Taking advantage of our robot’s small size and low weight, we tried an entirely new drivetrain this season. Unlike standard 4 CIM drivetrains we’ve relied on in the past like many teams, this year’s robot utilizes just two Falcon 500 motors. The combination of the robot’s lighter weight and increased performance of Falcon 500s mean the robot has similar acceleration and max speed characteristcs as previous robot, but in a fraction of the weight. A single speed, single reduction transmission integrated with the drivetrain is used to power the center two wheels, which are slightly dropped for better turning.
Our shooter was built from many lessons learned in last season’s game. It is a single flywheel powered by two Falcon 500 motors, geared at a 3:4 speed ratio. To lower the center of gravity, the motors are placed low to the ground and power is transmitted with belt to a 6 inch flywheel. This gives the shooter a range of over 40 feet, and constant enough for the Interstellar Accuracy Challenge. Balls are fed exclusively from the human player, and loaded into the magazine through an automated hatch powered by a servo.

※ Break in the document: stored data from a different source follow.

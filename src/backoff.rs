//! Backoff strategies for retries and reconnects.
//!
//! Attempt semantics: attempt `0` is the initial call (no delay); retries start at
//! `attempt = 1`. Exponential delay for retry `n` is `base * 2^(n-1)`, so the first retry
//! waits `base`, the second `2 * base`, and so on. Overflowing computations saturate at
//! [`MAX_BACKOFF`].
//!
//! ```rust
//! use std::time::Duration;
//! use portcullis::Backoff;
//!
//! let backoff = Backoff::exponential(Duration::from_millis(1000));
//! assert_eq!(backoff.delay(1), Duration::from_millis(1000));
//! assert_eq!(backoff.delay(2), Duration::from_millis(2000));
//! ```

use std::fmt;
use std::time::Duration;

/// Ceiling for computed delays; exponential growth saturates here.
pub const MAX_BACKOFF: Duration = Duration::from_secs(24 * 60 * 60);

/// Rejected backoff settings.
#[derive(Debug, Clone, PartialEq, Eq)]
pub enum BackoffError {
    ConstantDoesNotSupportMax,
    MaxLessThanBase { base: Duration, max: Duration },
}

impl fmt::Display for BackoffError {
    fn fmt(&self, f: &mut fmt::Formatter<'_>) -> fmt::Result {
        match self {
            BackoffError::ConstantDoesNotSupportMax => {
                write!(f, "with_max is only valid for exponential backoff")
            }
            BackoffError::MaxLessThanBase { base, max } => {
                write!(f, "max ({:?}) must be >= base ({:?})", max, base)
            }
        }
    }
}

impl std::error::Error for BackoffError {}

#[derive(Debug, Clone, PartialEq, Eq)]
enum BackoffKind {
    Constant { delay: Duration },
    Exponential { base: Duration, max: Option<Duration> },
}

/// Delay schedule between attempts.
#[derive(Debug, Clone, PartialEq, Eq)]
pub struct Backoff {
    kind: BackoffKind,
}

impl Backoff {
    /// Same delay before every retry.
    pub fn constant(delay: Duration) -> Self {
        Self { kind: BackoffKind::Constant { delay } }
    }

    /// Doubling delay starting at `base`.
    pub fn exponential(base: Duration) -> Self {
        Self { kind: BackoffKind::Exponential { base, max: None } }
    }

    /// Cap an exponential backoff.
    pub fn with_max(mut self, max: Duration) -> Result<Self, BackoffError> {
        match &mut self.kind {
            BackoffKind::Exponential { base, max: existing } => {
                if max < *base {
                    return Err(BackoffError::MaxLessThanBase { base: *base, max });
                }
                *existing = Some(max);
                Ok(self)
            }
            BackoffKind::Constant { .. } => Err(BackoffError::ConstantDoesNotSupportMax),
        }
    }

    /// Delay before `attempt` (0 = initial call, no delay).
    pub fn delay(&self, attempt: usize) -> Duration {
        if attempt == 0 {
            return Duration::ZERO;
        }
        match &self.kind {
            BackoffKind::Constant { delay } => (*delay).min(MAX_BACKOFF),
            BackoffKind::Exponential { base, max } => {
                let exponent = attempt.saturating_sub(1).min(u32::MAX as usize) as u32;
                let multiplier = 2u128.saturating_pow(exponent);
                let nanos = base.as_nanos().saturating_mul(multiplier);
                let raw = Duration::from_nanos(nanos.min(MAX_BACKOFF.as_nanos()) as u64);
                max.map(|m| raw.min(m)).unwrap_or(raw).min(MAX_BACKOFF)
            }
        }
    }
}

In the magazine, an indexer raises the power cells for shooting. It is powered by an encoded 775 motor and power is transfered to the lifting mechanism with chain, converting into linear motion supported by linear slides. This design prevents balls from sticking when rubbing against one-another, instead staying idle as it is lifted. The motor is capable of discharging all three balls in under two seconds for fast cycle times.
The top of the shooter has a duct to adjust the ball’s trajectory, allowing anywhere from a 60o angle from the horizon to a completely horizontal shot. This is powered by an encoded 550 motor.
For this year’s strategy we decided to create a robot capable of all challenges presented in the competition to give us options depending on our robot’s performance in each. Learning from last season, we decided to simplify the design considerably to rely exclusively on loading from the human player. We also oped for a smaller, more agile robot than done in the past for the driving challenges.
This year’s robot utilizes many autonmous features to supplement the driving and complete the autonomous based challenges. All six motors are encoded, giving position feedback to drive, velocity control for the shooter, precise angle control for the shooter hood, and single ball discharge for the magazine. Furthermore, by using the new Limelight, we are able to detect the reflective tape around the power ports to receive information about how far the robot is from the power ports. By combining this information with the position feedback on the shooter motors, the robot is able to shoot the power cells accurately into the power ports (Hopefully).